--- Collected data entries ---
--
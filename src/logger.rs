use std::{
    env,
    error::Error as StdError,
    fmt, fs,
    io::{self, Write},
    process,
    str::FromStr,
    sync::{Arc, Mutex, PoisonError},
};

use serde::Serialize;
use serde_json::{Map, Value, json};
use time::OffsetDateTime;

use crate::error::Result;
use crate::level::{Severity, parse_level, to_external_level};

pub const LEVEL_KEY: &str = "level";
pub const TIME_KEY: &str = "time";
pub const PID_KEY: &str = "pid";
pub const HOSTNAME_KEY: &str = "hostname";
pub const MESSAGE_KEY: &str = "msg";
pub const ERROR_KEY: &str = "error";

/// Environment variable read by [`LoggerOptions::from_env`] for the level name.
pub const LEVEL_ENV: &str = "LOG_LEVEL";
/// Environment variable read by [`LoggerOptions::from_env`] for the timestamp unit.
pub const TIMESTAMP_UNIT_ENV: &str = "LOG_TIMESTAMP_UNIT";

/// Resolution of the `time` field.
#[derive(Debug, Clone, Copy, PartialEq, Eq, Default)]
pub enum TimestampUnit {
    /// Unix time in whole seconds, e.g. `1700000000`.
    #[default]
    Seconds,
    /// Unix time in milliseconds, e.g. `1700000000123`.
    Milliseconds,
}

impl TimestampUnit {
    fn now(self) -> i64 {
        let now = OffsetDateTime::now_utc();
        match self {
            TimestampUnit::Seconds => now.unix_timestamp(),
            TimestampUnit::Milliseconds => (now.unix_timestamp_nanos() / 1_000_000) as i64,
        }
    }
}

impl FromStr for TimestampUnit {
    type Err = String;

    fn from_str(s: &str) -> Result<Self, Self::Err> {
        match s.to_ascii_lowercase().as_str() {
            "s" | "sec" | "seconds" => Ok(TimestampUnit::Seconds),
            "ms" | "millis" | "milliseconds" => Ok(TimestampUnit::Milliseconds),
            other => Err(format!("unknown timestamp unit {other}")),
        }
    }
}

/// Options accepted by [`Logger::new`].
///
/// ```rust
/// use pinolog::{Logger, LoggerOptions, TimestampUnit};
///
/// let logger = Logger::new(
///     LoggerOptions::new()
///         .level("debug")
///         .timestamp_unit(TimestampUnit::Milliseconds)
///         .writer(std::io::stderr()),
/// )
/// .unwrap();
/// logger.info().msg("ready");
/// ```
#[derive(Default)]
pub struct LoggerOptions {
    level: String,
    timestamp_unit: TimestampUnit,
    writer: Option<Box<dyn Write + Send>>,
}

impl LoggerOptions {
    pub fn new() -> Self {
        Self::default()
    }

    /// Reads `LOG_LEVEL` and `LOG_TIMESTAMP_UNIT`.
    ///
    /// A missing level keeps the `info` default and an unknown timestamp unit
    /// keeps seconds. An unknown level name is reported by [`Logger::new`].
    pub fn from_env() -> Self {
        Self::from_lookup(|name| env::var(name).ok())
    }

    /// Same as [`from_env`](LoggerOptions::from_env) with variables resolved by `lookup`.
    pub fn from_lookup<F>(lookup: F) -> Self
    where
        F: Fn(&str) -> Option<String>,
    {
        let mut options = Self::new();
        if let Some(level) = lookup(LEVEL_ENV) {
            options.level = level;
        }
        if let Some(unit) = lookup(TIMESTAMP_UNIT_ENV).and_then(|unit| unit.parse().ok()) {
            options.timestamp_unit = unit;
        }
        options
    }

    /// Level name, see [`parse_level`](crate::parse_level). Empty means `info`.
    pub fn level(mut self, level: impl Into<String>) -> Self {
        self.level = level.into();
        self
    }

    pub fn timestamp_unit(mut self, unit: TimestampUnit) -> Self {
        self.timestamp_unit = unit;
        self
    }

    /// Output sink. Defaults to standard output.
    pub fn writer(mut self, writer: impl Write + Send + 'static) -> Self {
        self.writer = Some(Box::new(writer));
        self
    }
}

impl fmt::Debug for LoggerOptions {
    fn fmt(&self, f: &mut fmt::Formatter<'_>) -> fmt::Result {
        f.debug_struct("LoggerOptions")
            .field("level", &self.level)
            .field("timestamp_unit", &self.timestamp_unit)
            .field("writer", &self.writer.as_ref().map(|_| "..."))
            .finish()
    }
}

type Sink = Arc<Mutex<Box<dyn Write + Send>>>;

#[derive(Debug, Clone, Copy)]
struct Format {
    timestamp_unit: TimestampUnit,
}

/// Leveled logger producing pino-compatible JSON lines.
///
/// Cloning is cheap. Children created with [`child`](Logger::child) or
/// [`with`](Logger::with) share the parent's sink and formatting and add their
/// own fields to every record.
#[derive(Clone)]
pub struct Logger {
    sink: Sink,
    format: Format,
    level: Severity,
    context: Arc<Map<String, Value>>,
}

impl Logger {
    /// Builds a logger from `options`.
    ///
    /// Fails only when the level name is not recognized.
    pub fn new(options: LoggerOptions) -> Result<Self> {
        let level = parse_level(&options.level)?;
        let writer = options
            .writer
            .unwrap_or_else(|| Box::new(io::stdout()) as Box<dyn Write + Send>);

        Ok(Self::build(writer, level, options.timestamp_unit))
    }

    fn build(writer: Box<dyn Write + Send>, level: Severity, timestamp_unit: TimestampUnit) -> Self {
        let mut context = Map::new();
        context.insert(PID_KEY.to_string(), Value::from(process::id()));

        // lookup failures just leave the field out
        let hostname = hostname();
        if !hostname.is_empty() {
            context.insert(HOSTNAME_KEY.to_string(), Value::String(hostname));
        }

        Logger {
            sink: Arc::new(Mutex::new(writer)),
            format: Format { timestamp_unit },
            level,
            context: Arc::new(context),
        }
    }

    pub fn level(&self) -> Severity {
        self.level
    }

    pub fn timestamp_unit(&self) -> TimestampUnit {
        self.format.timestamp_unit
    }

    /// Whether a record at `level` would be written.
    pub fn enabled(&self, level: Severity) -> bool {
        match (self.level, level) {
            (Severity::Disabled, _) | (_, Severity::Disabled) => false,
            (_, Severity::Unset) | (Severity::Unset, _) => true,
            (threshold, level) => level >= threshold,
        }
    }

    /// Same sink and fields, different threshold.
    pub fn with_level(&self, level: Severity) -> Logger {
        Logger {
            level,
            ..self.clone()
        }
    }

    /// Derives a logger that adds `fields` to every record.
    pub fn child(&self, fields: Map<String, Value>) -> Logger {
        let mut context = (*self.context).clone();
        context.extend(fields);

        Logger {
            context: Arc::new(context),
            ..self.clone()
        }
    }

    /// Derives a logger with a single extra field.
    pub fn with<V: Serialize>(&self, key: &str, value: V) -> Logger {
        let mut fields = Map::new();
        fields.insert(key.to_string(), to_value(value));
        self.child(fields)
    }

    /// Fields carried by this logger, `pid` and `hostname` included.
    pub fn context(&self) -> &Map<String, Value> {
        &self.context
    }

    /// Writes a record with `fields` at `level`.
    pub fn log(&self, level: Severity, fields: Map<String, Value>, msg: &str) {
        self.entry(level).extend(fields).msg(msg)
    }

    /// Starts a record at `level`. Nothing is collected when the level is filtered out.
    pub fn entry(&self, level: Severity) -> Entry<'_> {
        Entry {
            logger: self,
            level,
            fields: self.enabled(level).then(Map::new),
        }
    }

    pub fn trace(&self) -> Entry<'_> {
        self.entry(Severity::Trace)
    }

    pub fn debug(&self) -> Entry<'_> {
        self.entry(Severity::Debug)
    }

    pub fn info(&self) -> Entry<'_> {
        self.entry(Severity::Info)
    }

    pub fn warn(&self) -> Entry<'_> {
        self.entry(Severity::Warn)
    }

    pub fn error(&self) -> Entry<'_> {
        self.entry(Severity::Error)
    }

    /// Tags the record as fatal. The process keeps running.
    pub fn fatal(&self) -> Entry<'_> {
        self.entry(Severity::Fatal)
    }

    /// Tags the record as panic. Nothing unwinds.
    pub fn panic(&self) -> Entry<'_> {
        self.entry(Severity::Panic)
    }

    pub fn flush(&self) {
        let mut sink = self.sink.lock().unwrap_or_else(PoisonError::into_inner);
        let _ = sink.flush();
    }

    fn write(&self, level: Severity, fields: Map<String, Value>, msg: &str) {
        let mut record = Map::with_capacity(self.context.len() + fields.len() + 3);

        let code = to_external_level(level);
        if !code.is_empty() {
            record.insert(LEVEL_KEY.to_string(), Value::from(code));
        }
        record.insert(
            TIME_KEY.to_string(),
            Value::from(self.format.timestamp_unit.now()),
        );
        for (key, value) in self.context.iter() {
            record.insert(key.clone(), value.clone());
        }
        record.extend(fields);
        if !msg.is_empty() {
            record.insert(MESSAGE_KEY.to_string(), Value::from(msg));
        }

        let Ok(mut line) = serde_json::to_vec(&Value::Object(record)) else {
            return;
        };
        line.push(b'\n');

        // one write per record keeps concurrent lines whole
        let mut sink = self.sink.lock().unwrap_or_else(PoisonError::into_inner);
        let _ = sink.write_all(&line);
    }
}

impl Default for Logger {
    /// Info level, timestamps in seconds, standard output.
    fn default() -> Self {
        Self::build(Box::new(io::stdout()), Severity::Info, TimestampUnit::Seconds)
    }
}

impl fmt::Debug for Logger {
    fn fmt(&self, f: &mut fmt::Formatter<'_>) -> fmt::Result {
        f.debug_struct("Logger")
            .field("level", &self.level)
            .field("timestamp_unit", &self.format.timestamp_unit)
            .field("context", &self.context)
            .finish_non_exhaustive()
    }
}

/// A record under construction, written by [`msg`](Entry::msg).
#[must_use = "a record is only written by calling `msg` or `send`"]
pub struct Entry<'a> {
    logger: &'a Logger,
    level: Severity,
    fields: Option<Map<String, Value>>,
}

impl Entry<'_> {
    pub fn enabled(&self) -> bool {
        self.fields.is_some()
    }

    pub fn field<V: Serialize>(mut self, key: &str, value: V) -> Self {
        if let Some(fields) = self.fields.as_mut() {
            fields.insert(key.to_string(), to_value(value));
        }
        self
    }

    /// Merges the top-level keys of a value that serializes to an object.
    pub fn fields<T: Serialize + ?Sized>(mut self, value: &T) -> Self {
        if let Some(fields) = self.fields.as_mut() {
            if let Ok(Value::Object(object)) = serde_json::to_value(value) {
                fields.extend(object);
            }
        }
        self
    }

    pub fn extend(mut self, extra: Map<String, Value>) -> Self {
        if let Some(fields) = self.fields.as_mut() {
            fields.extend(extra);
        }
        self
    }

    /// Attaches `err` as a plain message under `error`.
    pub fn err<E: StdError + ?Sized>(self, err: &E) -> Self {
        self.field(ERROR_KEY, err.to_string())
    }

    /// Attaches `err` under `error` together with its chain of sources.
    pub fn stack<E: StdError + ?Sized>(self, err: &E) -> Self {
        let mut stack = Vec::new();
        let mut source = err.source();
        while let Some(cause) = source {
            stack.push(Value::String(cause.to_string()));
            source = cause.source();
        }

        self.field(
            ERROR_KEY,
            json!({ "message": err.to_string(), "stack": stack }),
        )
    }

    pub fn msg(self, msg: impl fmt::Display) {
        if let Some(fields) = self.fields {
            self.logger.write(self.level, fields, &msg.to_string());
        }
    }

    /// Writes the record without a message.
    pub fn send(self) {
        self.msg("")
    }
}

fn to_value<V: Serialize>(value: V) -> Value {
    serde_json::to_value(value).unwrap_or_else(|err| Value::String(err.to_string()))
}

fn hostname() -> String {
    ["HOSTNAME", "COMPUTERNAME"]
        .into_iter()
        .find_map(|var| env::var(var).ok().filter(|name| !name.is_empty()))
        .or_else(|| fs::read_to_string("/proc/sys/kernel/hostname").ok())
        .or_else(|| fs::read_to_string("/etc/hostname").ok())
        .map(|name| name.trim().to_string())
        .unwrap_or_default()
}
--
--- Assigned task ---
Copy out, from the data above, every line holding the word "stack".

--- Written solution ---
    pub fn stack<E: StdError + ?Sized>(self, err: &E) -> Self {
        let mut stack = Vec::new();
            stack.push(Value::String(cause.to_string()));
            json!({ "message": err.to_string(), "stack": stack }),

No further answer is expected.